**Activity**. Retype the material exactly, ending with the line containing "pub const ZERO: Self = Self([0u8; 64]);".

**Given data**.

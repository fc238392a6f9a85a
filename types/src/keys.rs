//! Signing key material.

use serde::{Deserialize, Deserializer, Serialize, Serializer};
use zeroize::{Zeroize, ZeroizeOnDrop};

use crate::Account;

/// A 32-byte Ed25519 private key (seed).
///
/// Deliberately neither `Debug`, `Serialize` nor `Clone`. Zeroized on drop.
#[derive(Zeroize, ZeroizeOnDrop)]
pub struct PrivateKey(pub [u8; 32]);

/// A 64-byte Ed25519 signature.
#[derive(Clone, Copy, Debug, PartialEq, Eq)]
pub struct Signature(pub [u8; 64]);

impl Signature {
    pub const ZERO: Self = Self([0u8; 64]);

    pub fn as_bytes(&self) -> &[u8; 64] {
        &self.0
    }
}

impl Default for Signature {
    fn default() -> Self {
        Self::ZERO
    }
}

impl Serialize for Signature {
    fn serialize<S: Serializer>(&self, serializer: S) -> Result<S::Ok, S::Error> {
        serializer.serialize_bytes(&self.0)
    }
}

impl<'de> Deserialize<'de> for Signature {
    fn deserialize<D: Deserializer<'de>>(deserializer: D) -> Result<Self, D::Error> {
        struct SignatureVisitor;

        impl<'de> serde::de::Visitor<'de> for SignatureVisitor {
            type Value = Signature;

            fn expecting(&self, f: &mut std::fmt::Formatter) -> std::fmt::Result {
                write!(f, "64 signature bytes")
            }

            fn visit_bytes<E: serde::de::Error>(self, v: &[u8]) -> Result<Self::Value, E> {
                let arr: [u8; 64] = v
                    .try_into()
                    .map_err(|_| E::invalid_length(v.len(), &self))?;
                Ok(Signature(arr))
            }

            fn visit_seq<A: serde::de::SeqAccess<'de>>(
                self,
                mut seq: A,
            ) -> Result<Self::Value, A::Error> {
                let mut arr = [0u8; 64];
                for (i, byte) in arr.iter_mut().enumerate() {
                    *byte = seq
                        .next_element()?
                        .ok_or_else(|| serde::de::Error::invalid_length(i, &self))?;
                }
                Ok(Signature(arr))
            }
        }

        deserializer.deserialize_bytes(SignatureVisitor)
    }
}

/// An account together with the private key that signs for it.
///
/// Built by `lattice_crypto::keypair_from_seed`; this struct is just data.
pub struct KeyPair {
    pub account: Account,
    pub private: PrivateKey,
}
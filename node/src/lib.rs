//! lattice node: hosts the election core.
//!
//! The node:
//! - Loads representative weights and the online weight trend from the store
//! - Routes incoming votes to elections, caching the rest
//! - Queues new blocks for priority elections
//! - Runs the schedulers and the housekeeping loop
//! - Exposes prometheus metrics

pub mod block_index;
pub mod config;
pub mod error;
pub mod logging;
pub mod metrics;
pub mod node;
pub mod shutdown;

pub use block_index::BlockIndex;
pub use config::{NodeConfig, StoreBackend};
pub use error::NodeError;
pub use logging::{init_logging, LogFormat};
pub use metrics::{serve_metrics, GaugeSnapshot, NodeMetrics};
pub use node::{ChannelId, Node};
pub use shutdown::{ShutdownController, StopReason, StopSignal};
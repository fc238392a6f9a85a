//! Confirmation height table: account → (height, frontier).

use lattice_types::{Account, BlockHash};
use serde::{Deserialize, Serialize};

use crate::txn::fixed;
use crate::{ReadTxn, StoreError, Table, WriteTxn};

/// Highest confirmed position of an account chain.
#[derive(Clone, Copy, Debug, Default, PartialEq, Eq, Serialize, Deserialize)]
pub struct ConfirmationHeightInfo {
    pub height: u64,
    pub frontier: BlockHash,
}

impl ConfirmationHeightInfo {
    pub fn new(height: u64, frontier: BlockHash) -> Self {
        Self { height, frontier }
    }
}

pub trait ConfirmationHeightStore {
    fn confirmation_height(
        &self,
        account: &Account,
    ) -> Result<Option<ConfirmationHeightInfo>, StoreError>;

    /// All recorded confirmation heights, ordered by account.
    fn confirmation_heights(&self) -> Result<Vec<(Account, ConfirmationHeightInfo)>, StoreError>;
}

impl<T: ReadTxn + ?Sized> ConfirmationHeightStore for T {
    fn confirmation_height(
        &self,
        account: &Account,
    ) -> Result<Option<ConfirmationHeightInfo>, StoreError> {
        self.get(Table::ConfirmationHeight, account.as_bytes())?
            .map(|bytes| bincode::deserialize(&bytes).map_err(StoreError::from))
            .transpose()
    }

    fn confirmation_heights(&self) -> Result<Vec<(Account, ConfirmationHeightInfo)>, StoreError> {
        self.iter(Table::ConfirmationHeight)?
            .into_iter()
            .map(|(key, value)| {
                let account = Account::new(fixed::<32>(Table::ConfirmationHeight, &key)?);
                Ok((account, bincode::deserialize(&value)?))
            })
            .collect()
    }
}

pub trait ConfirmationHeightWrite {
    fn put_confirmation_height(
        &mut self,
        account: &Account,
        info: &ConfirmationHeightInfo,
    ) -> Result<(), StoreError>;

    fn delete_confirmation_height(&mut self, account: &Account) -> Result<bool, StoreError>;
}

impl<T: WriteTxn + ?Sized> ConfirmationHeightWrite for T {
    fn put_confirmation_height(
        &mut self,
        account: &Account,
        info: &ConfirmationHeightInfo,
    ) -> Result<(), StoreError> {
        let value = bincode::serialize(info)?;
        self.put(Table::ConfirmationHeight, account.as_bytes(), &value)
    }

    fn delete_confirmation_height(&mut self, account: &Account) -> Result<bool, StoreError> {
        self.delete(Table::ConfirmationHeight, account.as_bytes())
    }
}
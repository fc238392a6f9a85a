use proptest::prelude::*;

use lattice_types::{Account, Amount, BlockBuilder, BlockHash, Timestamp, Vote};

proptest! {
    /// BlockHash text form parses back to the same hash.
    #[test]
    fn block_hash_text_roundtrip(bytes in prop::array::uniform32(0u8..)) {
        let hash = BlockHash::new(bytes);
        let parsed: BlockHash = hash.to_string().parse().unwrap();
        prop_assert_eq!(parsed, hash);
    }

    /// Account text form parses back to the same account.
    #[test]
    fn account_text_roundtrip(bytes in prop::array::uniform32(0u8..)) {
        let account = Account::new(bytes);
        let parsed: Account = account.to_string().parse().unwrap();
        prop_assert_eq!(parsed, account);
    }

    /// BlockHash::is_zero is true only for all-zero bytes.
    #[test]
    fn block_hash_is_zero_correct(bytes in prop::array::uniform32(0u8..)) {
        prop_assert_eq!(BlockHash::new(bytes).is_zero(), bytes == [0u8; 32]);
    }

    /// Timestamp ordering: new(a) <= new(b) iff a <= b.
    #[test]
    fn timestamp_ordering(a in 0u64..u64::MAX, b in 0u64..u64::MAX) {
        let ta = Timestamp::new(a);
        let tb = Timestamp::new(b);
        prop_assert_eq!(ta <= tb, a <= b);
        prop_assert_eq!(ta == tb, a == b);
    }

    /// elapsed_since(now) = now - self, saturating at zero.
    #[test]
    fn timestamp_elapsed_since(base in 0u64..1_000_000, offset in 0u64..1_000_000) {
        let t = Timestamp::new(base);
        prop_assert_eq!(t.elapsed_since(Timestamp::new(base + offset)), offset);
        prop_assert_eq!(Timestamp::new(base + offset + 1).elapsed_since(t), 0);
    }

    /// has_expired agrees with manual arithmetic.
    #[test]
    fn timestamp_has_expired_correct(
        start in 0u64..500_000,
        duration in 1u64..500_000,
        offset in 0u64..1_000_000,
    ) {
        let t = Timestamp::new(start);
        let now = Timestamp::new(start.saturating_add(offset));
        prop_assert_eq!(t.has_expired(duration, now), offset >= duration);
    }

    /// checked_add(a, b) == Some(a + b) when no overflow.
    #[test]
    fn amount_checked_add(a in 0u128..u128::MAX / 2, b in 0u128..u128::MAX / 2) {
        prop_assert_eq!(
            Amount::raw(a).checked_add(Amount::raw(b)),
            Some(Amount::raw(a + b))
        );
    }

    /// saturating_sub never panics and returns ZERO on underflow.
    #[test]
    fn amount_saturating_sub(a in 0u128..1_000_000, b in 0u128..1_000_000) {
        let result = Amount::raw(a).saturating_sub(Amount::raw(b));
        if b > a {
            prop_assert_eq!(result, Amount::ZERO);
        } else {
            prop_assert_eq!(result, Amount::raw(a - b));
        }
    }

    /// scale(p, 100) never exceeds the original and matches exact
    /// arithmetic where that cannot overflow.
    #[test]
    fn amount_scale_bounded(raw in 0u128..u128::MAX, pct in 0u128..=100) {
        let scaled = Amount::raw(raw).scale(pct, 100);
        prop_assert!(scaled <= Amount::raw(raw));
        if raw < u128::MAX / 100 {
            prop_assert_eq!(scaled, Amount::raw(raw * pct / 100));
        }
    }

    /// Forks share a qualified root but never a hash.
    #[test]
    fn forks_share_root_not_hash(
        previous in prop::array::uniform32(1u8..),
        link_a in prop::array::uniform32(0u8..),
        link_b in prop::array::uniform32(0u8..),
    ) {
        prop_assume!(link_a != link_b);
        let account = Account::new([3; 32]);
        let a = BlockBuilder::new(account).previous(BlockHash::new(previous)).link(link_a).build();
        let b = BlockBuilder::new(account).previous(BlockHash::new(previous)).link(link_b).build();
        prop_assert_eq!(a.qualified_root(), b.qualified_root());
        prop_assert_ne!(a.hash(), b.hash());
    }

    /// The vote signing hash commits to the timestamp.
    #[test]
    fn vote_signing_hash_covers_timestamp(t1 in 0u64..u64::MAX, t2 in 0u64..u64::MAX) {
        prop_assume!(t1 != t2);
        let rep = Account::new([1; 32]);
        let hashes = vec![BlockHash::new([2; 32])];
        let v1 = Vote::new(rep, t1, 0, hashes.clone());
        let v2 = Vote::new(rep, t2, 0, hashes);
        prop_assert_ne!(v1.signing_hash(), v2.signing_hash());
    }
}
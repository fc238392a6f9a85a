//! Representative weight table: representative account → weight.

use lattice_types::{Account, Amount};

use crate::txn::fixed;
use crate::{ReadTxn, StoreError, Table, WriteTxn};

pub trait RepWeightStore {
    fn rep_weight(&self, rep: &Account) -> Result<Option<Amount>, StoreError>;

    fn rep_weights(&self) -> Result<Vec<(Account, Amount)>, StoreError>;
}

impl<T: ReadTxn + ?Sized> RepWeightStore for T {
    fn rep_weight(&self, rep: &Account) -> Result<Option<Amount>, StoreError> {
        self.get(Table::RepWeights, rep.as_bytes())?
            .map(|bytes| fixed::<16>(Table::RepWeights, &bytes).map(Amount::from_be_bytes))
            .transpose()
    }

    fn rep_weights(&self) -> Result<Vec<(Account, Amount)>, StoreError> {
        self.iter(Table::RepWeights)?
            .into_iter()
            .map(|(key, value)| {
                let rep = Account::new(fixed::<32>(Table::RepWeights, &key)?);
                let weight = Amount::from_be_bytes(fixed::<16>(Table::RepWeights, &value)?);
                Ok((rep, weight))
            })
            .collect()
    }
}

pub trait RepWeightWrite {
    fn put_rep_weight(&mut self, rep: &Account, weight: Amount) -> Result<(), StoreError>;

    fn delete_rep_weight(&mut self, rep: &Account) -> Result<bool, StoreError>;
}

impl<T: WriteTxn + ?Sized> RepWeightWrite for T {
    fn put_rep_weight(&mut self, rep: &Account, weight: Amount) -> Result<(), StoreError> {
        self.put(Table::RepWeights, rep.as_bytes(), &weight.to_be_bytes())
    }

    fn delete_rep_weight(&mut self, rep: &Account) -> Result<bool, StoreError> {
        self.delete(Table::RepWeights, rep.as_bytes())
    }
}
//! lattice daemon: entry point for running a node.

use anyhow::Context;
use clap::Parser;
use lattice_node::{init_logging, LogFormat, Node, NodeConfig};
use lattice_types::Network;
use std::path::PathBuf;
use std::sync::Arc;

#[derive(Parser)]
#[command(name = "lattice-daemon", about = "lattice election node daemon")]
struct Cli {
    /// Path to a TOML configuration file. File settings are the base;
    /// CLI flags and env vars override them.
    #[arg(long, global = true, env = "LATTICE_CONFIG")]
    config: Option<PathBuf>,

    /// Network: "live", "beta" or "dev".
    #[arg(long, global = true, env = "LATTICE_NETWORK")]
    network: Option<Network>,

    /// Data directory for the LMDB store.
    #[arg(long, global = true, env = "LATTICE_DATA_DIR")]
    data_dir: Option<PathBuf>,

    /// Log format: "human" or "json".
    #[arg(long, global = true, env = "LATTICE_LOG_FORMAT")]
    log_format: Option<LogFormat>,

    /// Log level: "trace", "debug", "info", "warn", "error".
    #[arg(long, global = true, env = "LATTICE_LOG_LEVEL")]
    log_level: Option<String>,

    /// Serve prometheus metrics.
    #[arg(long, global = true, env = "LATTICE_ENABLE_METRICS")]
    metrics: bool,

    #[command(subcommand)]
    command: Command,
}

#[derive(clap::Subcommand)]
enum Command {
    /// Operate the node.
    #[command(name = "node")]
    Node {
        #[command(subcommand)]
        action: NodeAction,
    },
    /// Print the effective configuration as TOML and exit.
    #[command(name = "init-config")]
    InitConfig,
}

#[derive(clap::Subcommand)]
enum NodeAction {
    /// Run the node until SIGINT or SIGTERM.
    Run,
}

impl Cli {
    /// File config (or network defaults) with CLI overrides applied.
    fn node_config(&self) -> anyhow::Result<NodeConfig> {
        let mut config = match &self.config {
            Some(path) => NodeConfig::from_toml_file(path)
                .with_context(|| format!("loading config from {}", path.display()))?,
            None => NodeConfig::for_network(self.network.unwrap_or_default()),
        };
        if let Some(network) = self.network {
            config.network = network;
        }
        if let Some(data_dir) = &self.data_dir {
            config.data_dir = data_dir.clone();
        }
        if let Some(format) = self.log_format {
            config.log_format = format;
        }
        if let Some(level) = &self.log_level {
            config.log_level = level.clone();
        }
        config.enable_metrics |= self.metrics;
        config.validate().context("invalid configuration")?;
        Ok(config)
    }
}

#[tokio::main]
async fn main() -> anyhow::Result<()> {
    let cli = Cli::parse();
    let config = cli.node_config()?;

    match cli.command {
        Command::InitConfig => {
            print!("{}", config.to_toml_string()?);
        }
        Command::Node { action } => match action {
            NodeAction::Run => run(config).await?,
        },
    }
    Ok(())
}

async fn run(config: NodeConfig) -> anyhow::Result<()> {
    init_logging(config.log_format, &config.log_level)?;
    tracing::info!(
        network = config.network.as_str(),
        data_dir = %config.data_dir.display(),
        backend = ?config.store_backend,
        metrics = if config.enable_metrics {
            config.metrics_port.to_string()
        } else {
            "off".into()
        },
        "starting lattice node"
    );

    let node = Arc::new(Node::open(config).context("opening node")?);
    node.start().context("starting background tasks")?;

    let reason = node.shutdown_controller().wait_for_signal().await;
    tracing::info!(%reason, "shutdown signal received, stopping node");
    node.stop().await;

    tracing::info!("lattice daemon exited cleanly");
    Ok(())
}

**Output below**.
repository fc238392a6f9a85a
filename types/src/keys.rs
//! Signing key material.

use serde::{Deserialize, Deserializer, Serialize, Serializer};
use zeroize::{Zeroize, ZeroizeOnDrop};

use crate::Account;

/// A 32-byte Ed25519 private key (seed).
///
/// Deliberately neither `Debug`, `Serialize` nor `Clone`. Zeroized on drop.
#[derive(Zeroize, ZeroizeOnDrop)]
pub struct PrivateKey(pub [u8; 32]);

/// A 64-byte Ed25519 signature.
#[derive(Clone, Copy, Debug, PartialEq, Eq)]
pub struct Signature(pub [u8; 64]);

impl Signature {
    pub const ZERO: Self = Self([0u8; 64]);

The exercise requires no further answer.